The consumption of chocolate is widespread throughout the world, with particularly high intakes in the United States [1]. With a rich natural complexity, it is commonly associated with pleasure and enjoyment, as well as having a wide-ranging number of medicinal benefits [2,3]. More recent scientific interest has been directed at the cardiovascular benefits derived from chocolate and cocoa consumption [4,5,6]. Flavonoids, naturally occurring polyphenolic compounds present in plant-based foods, represent up to 20% of the compounds present in cocoa beans [7] and may be responsible for the benefits to cardiovascular function [4]. Flavanols, in particular epicatechin, are the most common subgroup of flavonoids, and are the most common cocoa flavonoids [7]. High levels of flavanols are also found in tea, red wine and fruits such as grapes and apples [8,9].

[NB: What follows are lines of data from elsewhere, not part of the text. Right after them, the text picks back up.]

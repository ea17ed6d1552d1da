//! Relational datasource backed by SQLite
//!
//! The connection is opened at `start()` and held for the whole run.
//! Each entity carries its own `query` parameter, rendered against the
//! binding context before execution, so nested entities can filter on
//! the parent's current row.

use anyhow::Context;
use rusqlite::types::ValueRef;
use rusqlite::Connection;
use serde_json::{Map, Number, Value};
use tracing::debug;

use crate::config::{DataSourceConfig, EntityConfig};
use crate::context::BindingContext;
use crate::datasource::{BufferedCursor, DataSource, RowCursor};
use crate::error::ImportError;
use crate::template;

pub struct SqlDataSource {
    url: String,
    conn: Option<Connection>,
}

impl SqlDataSource {
    pub fn from_config(config: &DataSourceConfig) -> anyhow::Result<Self> {
        let url = config
            .url
            .clone()
            .context("sql datasource requires a 'url' (database file path)")?;
        Ok(Self { url, conn: None })
    }
}

impl DataSource for SqlDataSource {
    fn start(&mut self) -> Result<(), ImportError> {
        let conn = Connection::open(&self.url)
            .map_err(|e| ImportError::Backend(format!("opening '{}': {e}", self.url)))?;
        self.conn = Some(conn);
        Ok(())
    }

    fn finish(&mut self) -> Result<(), ImportError> {
        // Dropping the connection closes it
        self.conn = None;
        Ok(())
    }

    fn execute(
        &self,
        entity: &EntityConfig,
        ctx: &BindingContext,
    ) -> Result<Box<dyn RowCursor>, ImportError> {
        let query = entity.param_str("query").ok_or_else(|| {
            ImportError::Configuration(format!(
                "entity '{}' on a sql datasource requires a 'query' parameter",
                entity.name
            ))
        })?;
        let query = template::render(query, ctx)?;
        debug!(entity = %entity.name, %query, "executing sql query");

        let conn = self
            .conn
            .as_ref()
            .ok_or_else(|| ImportError::Backend("sql datasource was not started".into()))?;

        let rows =
            run_query(conn, &query).map_err(|e| ImportError::Backend(format!("{e:#}")))?;
        Ok(Box::new(BufferedCursor::new(rows)))
    }
}

fn run_query(conn: &Connection, query: &str) -> anyhow::Result<Vec<Value>> {
    let mut stmt = conn
        .prepare(query)
        .with_context(|| format!("preparing query '{query}'"))?;
    let columns: Vec<String> = stmt.column_names().iter().map(|c| c.to_string()).collect();

    let mut rows = stmt.query([]).context("executing query")?;
    let mut out = Vec::new();
    while let Some(row) = rows.next().context("fetching row")? {
        let mut object = Map::with_capacity(columns.len());
        for (i, column) in columns.iter().enumerate() {
            object.insert(column.clone(), column_value(row.get_ref(i)?));
        }
        out.push(Value::Object(object));
    }
    Ok(out)
}

fn column_value(value: ValueRef<'_>) -> Value {
    match value {
        ValueRef::Null => Value::Null,
        ValueRef::Integer(i) => Value::Number(i.into()),
        ValueRef::Real(f) => Number::from_f64(f).map(Value::Number).unwrap_or(Value::Null),
        ValueRef::Text(t) => Value::String(String::from_utf8_lossy(t).into_owned()),
        ValueRef::Blob(b) => Value::String(String::from_utf8_lossy(b).into_owned()),
    }
}

#[cfg(test)]
mod tests {
    use super::*;
    use crate::config::JobConfig;
    use serde_json::json;

    fn seeded_db(dir: &tempfile::TempDir) -> String {
        let path = dir.path().join("crm.db");
        let conn = Connection::open(&path).unwrap();
        conn.execute_batch(
            "CREATE TABLE person (id INTEGER, name TEXT, score REAL);
             INSERT INTO person VALUES (1, 'Ada', 9.5);
             INSERT INTO person VALUES (2, 'Brian', 7.0);
             CREATE TABLE pet (owner_id INTEGER, name TEXT);
             INSERT INTO pet VALUES (1, 'Rex');",
        )
        .unwrap();
        path.to_string_lossy().into_owned()
    }

    fn source_and_entity(db_path: &str, query: &str) -> (SqlDataSource, EntityConfig) {
        let yaml = format!(
            r#"
schema: graphload/job@0.1
datasources:
  - {{ name: db, type: sql, url: "{db_path}" }}
graphs:
  - nodes:
      - entity:
          name: person
          datasource: db
          query: "{query}"
"#
        );
        let config = JobConfig::from_yaml(&yaml).unwrap();
        let source = SqlDataSource::from_config(&config.datasources[0]).unwrap();
        let entity = match &config.graphs[0].nodes[0] {
            crate::config::Node::Entity { entity } => entity.clone(),
            _ => unreachable!(),
        };
        (source, entity)
    }

    #[test]
    fn rows_keyed_by_column_name() {
        let dir = tempfile::tempdir().unwrap();
        let db = seeded_db(&dir);
        let (mut source, entity) =
            source_and_entity(&db, "SELECT id, name, score FROM person ORDER BY id");
        source.start().unwrap();

        let mut cursor = source.execute(&entity, &BindingContext::new()).unwrap();
        assert!(cursor.has_next().unwrap());
        let row = cursor.next_row().unwrap();
        assert_eq!(row, json!({"id": 1, "name": "Ada", "score": 9.5}));
        let row = cursor.next_row().unwrap();
        assert_eq!(row["name"], "Brian");
        assert!(!cursor.has_next().unwrap());
        cursor.close().unwrap();

        source.finish().unwrap();
    }

    #[test]
    fn query_is_rendered_against_context() {
        let dir = tempfile::tempdir().unwrap();
        let db = seeded_db(&dir);
        let (mut source, entity) = source_and_entity(
            &db,
            "SELECT name FROM pet WHERE owner_id = {{person.id}}",
        );
        source.start().unwrap();

        let mut ctx = BindingContext::new();
        ctx.bind("person", json!({"id": 1}));
        let mut cursor = source.execute(&entity, &ctx).unwrap();
        assert_eq!(cursor.next_row().unwrap()["name"], "Rex");
        cursor.close().unwrap();

        // A parent row with no pets yields an empty cursor
        ctx.bind("person", json!({"id": 2}));
        let mut cursor = source.execute(&entity, &ctx).unwrap();
        assert!(!cursor.has_next().unwrap());
        cursor.close().unwrap();
    }

    #[test]
    fn missing_query_parameter() {
        let dir = tempfile::tempdir().unwrap();
        let db = seeded_db(&dir);
        let yaml = format!(
            r#"
schema: graphload/job@0.1
datasources:
  - {{ name: db, type: sql, url: "{db}" }}
graphs:
  - nodes:
      - entity: {{ name: person, datasource: db }}
"#
        );
        let config = JobConfig::from_yaml(&yaml).unwrap();
        let mut source = SqlDataSource::from_config(&config.datasources[0]).unwrap();
        source.start().unwrap();
        let entity = match &config.graphs[0].nodes[0] {
            crate::config::Node::Entity { entity } => entity.clone(),
            _ => unreachable!(),
        };
        let err = source.execute(&entity, &BindingContext::new()).err().unwrap();
        assert!(matches!(err, ImportError::Configuration(_)));
    }

    #[test]
    fn execute_before_start_fails() {
        let dir = tempfile::tempdir().unwrap();
        let db = seeded_db(&dir);
        let (source, entity) = source_and_entity(&db, "SELECT 1");
        let err = source.execute(&entity, &BindingContext::new()).err().unwrap();
        assert!(matches!(err, ImportError::Backend(_)));
    }

    #[test]
    fn requires_url() {
        let yaml = r#"
schema: graphload/job@0.1
datasources:
  - { name: db, type: sql }
graphs: []
"#;
        let config = JobConfig::from_yaml(yaml).unwrap();
        assert!(SqlDataSource::from_config(&config.datasources[0]).is_err());
    }
}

The majority of vascular studies examining cocoa/chocolate have focused on their associations with endothelial function. The antioxidant properties of flavonoids [4] have been used to explain the demonstrated improvements in flow-mediated dilation of the brachial artery as a result of cocoa [10,11,12,13] or chocolate [14] consumption in healthy adults. Fewer studies have examined associations between chocolate or cocoa products and arterial stiffness. Arterial stiffness is higher in persons with diabetes mellitus, obesity and other cardiovascular risk factors and increases with blood pressure (BP) and age [15,16]. It is a major risk factor for myocardial infarction, stroke, end-stage renal disease and other cardiovascular diseases (CVD) [17,18,19]. Observational cross-sectional findings with regard to cocoa/chocolate intakes and arterial stiffness have been inconsistent to date [20,21]. Similarly, a few randomized trials examining the short-term effects on arterial stiffness from chocolate/cocoa consumption ranging from a single dose to daily consumption over a number of weeks have shown mixed results [22,23,24,25]. We have not identified any cohort studies that have examined associations between longer-term habitual chocolate intake over a period of years and measures of arterial stiffness. Using data collected from participants of wave 6 and 7 in the Maine-Syracuse Longitudinal Study (MSLS), the aim of the present study was to determine whether habitual chocolate intakes were associated with arterial stiffness, with control for cardiovascular, lifestyle and dietary factors.

Participants

The MSLS was a community-based study of cardiovascular risk factors and cognitive functioning in community-living adults [26,27]. The MSLS consists of five cohorts defined by time of entry into the study (1975-2000). At initial recruitment, participants were living independently in Syracuse, N.Y., and were not being seen as patients. All subjects were accepted into the study regardless of health status. The only exclusions at recruitment were diagnosis of or treatment for psychiatric illness, alcoholism and inability to comprehend English.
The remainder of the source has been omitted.